### TASK STATEMENT
Whenever the word "field" appears in a line of the data below, copy that line.

### SOURCE DATA
----

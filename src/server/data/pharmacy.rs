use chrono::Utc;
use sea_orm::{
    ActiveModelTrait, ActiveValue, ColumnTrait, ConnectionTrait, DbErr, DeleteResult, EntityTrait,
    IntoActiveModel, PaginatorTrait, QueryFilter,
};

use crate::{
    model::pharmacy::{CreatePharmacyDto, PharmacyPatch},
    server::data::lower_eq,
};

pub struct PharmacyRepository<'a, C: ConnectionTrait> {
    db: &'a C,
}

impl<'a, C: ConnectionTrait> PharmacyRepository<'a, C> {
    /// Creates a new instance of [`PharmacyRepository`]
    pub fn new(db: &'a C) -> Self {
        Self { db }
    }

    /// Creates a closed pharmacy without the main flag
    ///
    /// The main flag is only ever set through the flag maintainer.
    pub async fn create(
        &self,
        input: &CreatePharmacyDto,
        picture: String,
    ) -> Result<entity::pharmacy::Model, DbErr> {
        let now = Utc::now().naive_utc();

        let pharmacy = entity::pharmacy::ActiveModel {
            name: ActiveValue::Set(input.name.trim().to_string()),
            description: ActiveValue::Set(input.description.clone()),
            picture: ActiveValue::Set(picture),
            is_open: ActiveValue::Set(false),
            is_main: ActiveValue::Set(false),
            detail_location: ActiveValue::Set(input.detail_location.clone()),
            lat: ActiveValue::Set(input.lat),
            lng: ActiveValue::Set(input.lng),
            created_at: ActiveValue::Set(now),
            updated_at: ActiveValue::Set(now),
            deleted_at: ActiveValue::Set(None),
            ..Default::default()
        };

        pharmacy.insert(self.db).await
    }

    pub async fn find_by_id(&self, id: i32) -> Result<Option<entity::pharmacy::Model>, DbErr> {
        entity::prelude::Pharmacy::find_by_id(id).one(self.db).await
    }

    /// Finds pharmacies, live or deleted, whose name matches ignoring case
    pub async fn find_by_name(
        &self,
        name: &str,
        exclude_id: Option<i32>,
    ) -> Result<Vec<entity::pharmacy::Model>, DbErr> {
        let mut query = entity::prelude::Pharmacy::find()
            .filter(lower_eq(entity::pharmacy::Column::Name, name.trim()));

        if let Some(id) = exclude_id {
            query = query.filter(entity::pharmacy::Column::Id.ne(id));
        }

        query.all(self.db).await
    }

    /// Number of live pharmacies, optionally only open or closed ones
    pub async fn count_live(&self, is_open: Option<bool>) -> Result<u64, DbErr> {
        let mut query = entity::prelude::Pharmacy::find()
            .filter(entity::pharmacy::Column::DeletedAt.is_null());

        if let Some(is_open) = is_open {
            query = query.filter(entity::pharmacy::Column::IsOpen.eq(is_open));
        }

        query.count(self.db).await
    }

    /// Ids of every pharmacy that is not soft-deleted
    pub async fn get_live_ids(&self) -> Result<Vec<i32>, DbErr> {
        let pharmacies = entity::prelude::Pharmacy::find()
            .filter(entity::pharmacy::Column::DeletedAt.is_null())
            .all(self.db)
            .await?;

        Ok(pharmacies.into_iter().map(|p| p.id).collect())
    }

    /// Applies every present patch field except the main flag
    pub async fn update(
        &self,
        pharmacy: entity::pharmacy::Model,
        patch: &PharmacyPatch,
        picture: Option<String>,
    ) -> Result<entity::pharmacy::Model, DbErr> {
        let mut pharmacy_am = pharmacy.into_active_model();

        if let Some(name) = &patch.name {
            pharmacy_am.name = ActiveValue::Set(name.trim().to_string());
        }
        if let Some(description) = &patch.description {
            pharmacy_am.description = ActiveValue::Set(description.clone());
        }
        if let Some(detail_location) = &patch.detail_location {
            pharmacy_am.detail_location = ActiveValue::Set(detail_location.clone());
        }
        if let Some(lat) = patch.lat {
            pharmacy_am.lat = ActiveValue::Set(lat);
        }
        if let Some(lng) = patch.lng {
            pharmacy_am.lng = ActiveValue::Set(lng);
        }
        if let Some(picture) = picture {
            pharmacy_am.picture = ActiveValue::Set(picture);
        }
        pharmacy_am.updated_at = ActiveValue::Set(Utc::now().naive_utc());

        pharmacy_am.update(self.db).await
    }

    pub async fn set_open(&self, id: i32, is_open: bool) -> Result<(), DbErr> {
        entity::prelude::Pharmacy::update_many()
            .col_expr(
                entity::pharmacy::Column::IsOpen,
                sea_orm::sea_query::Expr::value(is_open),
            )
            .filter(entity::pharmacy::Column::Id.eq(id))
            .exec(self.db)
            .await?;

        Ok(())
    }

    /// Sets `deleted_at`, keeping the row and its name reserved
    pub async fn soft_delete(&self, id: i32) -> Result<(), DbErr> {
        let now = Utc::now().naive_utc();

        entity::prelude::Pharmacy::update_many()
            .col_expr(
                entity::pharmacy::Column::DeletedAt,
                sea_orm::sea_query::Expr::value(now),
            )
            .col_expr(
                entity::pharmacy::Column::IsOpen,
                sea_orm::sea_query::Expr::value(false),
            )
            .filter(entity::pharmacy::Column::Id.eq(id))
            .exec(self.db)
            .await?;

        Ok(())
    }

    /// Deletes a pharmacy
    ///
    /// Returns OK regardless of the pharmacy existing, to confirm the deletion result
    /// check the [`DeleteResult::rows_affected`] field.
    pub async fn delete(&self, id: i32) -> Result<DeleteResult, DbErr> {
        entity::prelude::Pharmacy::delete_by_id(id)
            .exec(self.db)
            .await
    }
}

----

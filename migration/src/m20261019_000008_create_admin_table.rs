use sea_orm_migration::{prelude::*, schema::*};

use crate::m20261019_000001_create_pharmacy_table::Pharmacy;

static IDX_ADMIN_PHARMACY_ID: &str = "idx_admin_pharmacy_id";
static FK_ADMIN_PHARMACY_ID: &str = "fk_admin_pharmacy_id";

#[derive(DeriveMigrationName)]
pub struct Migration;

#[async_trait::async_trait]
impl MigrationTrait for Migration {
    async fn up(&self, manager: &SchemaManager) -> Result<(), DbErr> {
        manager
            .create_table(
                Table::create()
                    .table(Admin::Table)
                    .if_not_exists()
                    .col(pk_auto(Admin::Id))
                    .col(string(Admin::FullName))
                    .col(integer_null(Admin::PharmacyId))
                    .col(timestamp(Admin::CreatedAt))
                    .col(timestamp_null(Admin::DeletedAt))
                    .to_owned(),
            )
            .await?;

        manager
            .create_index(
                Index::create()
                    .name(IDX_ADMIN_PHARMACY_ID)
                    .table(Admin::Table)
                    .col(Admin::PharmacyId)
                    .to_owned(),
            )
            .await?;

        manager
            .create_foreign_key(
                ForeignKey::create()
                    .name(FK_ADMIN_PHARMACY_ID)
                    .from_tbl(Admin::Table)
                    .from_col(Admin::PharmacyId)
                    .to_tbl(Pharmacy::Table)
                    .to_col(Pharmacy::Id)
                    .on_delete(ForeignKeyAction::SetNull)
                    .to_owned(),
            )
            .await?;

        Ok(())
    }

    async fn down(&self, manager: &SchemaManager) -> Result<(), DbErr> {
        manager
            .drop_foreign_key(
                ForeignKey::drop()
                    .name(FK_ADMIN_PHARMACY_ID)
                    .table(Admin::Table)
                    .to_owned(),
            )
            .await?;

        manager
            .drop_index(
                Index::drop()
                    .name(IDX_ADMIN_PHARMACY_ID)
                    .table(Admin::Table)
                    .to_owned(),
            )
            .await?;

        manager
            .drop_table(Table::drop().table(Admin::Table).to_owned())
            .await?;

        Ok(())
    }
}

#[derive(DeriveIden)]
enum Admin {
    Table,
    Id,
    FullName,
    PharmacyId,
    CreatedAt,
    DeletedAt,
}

----

### THE COMPLETED TASK
    /// Applies every present patch field except the main flag
    /// check the [`DeleteResult::rows_affected`] field.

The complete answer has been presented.